Segment Open

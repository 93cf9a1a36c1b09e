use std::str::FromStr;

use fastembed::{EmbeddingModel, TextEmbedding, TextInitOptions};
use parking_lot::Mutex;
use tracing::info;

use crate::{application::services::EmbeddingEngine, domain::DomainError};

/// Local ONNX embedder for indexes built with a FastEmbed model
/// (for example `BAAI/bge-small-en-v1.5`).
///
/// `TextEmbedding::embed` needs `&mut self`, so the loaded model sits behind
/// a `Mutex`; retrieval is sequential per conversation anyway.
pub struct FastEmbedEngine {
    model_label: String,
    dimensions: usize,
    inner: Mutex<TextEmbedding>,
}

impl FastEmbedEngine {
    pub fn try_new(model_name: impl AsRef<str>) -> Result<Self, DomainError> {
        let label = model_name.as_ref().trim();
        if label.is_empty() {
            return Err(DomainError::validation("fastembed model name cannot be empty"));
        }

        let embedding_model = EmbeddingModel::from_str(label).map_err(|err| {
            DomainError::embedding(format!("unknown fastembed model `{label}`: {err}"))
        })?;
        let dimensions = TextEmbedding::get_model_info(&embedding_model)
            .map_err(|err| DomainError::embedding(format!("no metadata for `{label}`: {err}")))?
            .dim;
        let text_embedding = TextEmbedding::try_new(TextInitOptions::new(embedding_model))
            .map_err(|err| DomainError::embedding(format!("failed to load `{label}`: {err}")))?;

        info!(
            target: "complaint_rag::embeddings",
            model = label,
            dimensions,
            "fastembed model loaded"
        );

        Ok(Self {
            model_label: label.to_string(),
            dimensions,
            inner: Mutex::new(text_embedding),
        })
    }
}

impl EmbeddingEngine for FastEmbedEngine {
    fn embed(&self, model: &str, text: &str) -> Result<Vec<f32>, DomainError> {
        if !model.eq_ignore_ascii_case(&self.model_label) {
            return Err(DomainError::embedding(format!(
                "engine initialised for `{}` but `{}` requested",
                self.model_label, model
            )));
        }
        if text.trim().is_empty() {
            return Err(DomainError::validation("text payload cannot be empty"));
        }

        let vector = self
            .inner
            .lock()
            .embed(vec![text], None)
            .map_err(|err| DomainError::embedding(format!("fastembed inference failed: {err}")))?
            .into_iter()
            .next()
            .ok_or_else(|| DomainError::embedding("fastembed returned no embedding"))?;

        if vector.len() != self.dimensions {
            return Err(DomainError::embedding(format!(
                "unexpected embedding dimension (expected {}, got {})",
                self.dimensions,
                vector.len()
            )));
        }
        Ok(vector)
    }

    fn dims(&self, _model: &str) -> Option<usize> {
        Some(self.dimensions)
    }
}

Segment Closed
Segment Open

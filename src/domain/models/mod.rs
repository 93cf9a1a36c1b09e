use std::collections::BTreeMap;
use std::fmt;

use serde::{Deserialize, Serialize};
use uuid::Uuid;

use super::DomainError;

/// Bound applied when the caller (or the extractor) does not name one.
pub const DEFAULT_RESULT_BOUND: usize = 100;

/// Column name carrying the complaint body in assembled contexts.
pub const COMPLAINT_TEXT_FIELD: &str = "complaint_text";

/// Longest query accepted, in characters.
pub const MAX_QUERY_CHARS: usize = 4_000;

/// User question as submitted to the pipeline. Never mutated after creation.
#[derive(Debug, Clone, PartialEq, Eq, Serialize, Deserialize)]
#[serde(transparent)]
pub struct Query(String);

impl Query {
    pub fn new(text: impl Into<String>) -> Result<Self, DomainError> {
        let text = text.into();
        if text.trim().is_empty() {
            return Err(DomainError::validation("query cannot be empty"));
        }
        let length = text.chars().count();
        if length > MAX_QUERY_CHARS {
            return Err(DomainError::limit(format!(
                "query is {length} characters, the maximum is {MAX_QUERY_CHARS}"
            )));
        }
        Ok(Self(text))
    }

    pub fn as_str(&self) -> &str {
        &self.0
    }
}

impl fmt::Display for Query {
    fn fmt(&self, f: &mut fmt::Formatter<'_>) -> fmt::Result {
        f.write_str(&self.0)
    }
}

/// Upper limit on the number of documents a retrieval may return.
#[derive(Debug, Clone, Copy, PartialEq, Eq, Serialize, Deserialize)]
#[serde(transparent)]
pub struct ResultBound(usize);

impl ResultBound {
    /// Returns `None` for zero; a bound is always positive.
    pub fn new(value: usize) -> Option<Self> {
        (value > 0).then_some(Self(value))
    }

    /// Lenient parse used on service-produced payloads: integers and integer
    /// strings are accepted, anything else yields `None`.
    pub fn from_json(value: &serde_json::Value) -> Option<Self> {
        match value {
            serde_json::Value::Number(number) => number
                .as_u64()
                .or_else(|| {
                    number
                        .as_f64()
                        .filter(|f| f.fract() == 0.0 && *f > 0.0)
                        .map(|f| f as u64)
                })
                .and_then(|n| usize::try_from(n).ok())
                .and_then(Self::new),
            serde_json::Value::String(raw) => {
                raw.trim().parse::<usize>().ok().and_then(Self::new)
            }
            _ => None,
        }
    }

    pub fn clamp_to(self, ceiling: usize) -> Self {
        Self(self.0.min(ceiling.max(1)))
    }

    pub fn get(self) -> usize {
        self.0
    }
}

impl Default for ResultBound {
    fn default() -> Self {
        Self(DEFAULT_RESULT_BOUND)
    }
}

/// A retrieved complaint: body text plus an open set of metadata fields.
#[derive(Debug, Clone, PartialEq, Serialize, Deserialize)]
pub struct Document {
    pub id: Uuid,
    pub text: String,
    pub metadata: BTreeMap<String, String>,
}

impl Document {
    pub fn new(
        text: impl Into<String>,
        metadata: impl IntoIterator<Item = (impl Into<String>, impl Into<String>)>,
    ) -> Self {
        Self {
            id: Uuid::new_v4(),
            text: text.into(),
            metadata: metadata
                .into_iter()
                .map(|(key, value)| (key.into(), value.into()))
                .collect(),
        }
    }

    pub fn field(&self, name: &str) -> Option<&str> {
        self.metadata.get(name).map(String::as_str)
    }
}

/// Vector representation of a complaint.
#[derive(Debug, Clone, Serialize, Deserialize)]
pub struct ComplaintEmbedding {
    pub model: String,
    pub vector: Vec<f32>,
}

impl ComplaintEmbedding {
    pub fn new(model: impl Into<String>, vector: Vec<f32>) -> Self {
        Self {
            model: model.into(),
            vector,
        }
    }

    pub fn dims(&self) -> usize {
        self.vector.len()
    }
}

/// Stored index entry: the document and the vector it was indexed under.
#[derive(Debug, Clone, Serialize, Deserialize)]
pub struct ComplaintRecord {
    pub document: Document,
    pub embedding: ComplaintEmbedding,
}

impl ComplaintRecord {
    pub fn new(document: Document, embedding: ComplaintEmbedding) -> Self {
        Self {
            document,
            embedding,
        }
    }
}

Segment Closed

EXERCISE DETAILS = Please copy, exactly as written, every line in the listing above from the line with "use std::collections::BTreeMap;" up to and including the line with "accepted, in characters.".

EXERCISE SOLUTION =
use std::collections::BTreeMap;
use std::fmt;

use serde::{Deserialize, Serialize};
use uuid::Uuid;

use super::DomainError;

/// Bound applied when the caller (or the extractor) does not name one.
pub const DEFAULT_RESULT_BOUND: usize = 100;

/// Column name carrying the complaint body in assembled contexts.
pub const COMPLAINT_TEXT_FIELD: &str = "complaint_text";

/// Longest query accepted, in characters.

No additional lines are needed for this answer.